-- Opening Marker --

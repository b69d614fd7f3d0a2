/// backtest.rs — Chronological Hold-out Backtest
///
/// Splits the loaded series by row count, fits ARIMA on the training prices
/// only, forecasts one step per test row and scores the forecast against the
/// test actuals.
///
/// ARCHITECTURE
/// ┌─────────────────────────────────────────────────────┐
/// │  PriceSeries (sorted, N rows)                       │
/// │        │                                            │
/// │   split_at(⌊f·N⌋)                                   │
/// │        │                                            │
/// │   ┌────┴───────────┐      ┌──────────────────┐      │
/// │   │ train  [0, k)  │      │ test  [k, N)     │      │
/// │   └────┬───────────┘      └────────┬─────────┘      │
/// │        ▼                           │                │
/// │   ArimaModel::fit(order)           │                │
/// │        │                           │                │
/// │   forecast(N − k)  ──────────►  evaluate()          │
/// └─────────────────────────────────────────────────────┘
use serde::Serialize;
use tracing::info;

use crate::config::DEFAULT_TRAIN_FRACTION;
use crate::data::PriceSeries;
use crate::error::{AnalysisError, Result};
use crate::metrics::{evaluate, EvaluationMetrics};
use crate::models::{ArimaModel, ModelOrder};

pub const BACKTEST_LABEL: &str = "ARIMA Backtest";

/// Backtest run parameters.
#[derive(Debug, Clone)]
pub struct BacktestConfig {
    /// Share of rows assigned to training
    pub train_fraction: f64,
    /// Log the per-row comparison table
    pub verbose: bool,
}

impl Default for BacktestConfig {
    fn default() -> Self {
        Self { train_fraction: DEFAULT_TRAIN_FRACTION, verbose: false }
    }
}

#[derive(Debug, Clone, Serialize)]
pub struct BacktestReport {
    pub order:      ModelOrder,
    pub train_size: usize,
    pub test_size:  usize,
    pub actual:     Vec<f64>,
    pub forecast:   Vec<f64>,
    pub metrics:    EvaluationMetrics,
}

/// (train, test) row counts for a series of `n` rows.
pub fn split_sizes(n: usize, train_fraction: f64) -> Result<(usize, usize)> {
    if n < 2 {
        return Err(AnalysisError::InsufficientData { required: 2, actual: n });
    }
    if !(train_fraction > 0.0 && train_fraction < 1.0) {
        return Err(AnalysisError::InvalidParameter {
            name:   "train_fraction".into(),
            reason: format!("must lie in (0, 1), got {train_fraction}"),
        });
    }
    let train = (n as f64 * train_fraction).floor() as usize;
    Ok((train, n - train))
}

/// Run the hold-out backtest for a fixed order.
pub fn run_backtest(
    series: &PriceSeries,
    order:  ModelOrder,
    bt_cfg: &BacktestConfig,
) -> Result<BacktestReport> {
    let (train_size, test_size) = split_sizes(series.len(), bt_cfg.train_fraction)?;
    let (train, test) = series.split_at(train_size);

    info!("═══════════════════════════════════════════════");
    info!("  ARIMA{} BACKTEST  — {} train / {} test rows", order, train_size, test_size);
    info!("═══════════════════════════════════════════════");

    let model = ArimaModel::fit(&train.prices(), order)?;
    let forecast = model.forecast(test_size);
    let actual = test.prices();

    let metrics = evaluate(&actual, &forecast, BACKTEST_LABEL);
    info!("{}", metrics);

    let report = BacktestReport { order, train_size, test_size, actual, forecast, metrics };
    if bt_cfg.verbose {
        print_comparison(&report, test_size);
    }
    Ok(report)
}

/// Print the first `top_n` rows of actual vs forecast.
pub fn print_comparison(report: &BacktestReport, top_n: usize) {
    println!("\n{:<6} {:<12} {:<12} {:<10}", "N", "ACTUAL", "FORECAST", "ERROR");
    println!("{}", "─".repeat(42));
    for (i, (a, f)) in report.actual.iter().zip(&report.forecast).enumerate().take(top_n) {
        println!("{:<6} {:<12.2} {:<12.2} {:<+10.3}", i + 1, a, f, a - f);
    }
}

-- Closing Marker --

▶ [Your goal] Each line of the records should be transcribed without change.

▶ [Result of the task]
repository b69d614fd7f3d0a2
/// backtest.rs — Chronological Hold-out Backtest
///
/// Splits the loaded series by row count, fits ARIMA on the training prices
/// only, forecasts one step per test row and scores the forecast against the
/// test actuals.
///
/// ARCHITECTURE
/// ┌─────────────────────────────────────────────────────┐
/// │  PriceSeries (sorted, N rows)                       │
/// │        │                                            │
/// │   split_at(⌊f·N⌋)                                   │
/// │        │                                            │
/// │   ┌────┴───────────┐      ┌──────────────────┐      │
/// │   │ train  [0, k)  │      │ test  [k, N)     │      │
/// │   └────┬───────────┘      └────────┬─────────┘      │
/// │        ▼                           │                │
/// │   ArimaModel::fit(order)           │                │
/// │        │                           │                │
/// │   forecast(N − k)  ──────────►  evaluate()          │
/// └─────────────────────────────────────────────────────┘
use serde::Serialize;
use tracing::info;

use crate::config::DEFAULT_TRAIN_FRACTION;
use crate::data::PriceSeries;
use crate::error::{AnalysisError, Result};
use crate::metrics::{evaluate, EvaluationMetrics};
use crate::models::{ArimaModel, ModelOrder};

pub const BACKTEST_LABEL: &str = "ARIMA Backtest";

/// Backtest run parameters.
#[derive(Debug, Clone)]
pub struct BacktestConfig {
    /// Share of rows assigned to training
    pub train_fraction: f64,
    /// Log the per-row comparison table
    pub verbose: bool,
}

impl Default for BacktestConfig {
    fn default() -> Self {
        Self { train_fraction: DEFAULT_TRAIN_FRACTION, verbose: false }
    }
}

#[derive(Debug, Clone, Serialize)]
pub struct BacktestReport {
    pub order:      ModelOrder,
    pub train_size: usize,
    pub test_size:  usize,
    pub actual:     Vec<f64>,
    pub forecast:   Vec<f64>,
    pub metrics:    EvaluationMetrics,
}

/// (train, test) row counts for a series of `n` rows.
pub fn split_sizes(n: usize, train_fraction: f64) -> Result<(usize, usize)> {
    if n < 2 {
        return Err(AnalysisError::InsufficientData { required: 2, actual: n });
    }
    if !(train_fraction > 0.0 && train_fraction < 1.0) {
        return Err(AnalysisError::InvalidParameter {
            name:   "train_fraction".into(),
            reason: format!("must lie in (0, 1), got {train_fraction}"),
        });
    }
    let train = (n as f64 * train_fraction).floor() as usize;
    Ok((train, n - train))
}

/// Run the hold-out backtest for a fixed order.
pub fn run_backtest(
    series: &PriceSeries,
    order:  ModelOrder,
    bt_cfg: &BacktestConfig,
) -> Result<BacktestReport> {
    let (train_size, test_size) = split_sizes(series.len(), bt_cfg.train_fraction)?;
    let (train, test) = series.split_at(train_size);

    info!("═══════════════════════════════════════════════");
    info!("  ARIMA{} BACKTEST  — {} train / {} test rows", order, train_size, test_size);
    info!("═══════════════════════════════════════════════");

    let model = ArimaModel::fit(&train.prices(), order)?;
    let forecast = model.forecast(test_size);
    let actual = test.prices();

    let metrics = evaluate(&actual, &forecast, BACKTEST_LABEL);
    info!("{}", metrics);

    let report = BacktestReport { order, train_size, test_size, actual, forecast, metrics };
    if bt_cfg.verbose {
        print_comparison(&report, test_size);
    }
    Ok(report)
}

/// Print the first `top_n` rows of actual vs forecast.
pub fn print_comparison(report: &BacktestReport, top_n: usize) {
    println!("\n{:<6} {:<12} {:<12} {:<10}", "N", "ACTUAL", "FORECAST", "ERROR");
    println!("{}", "─".repeat(42));
    for (i, (a, f)) in report.actual.iter().zip(&report.forecast).enumerate().take(top_n) {
        println!("{:<6} {:<12.2} {:<12.2} {:<+10.3}", i + 1, a, f, a - f);
    }
}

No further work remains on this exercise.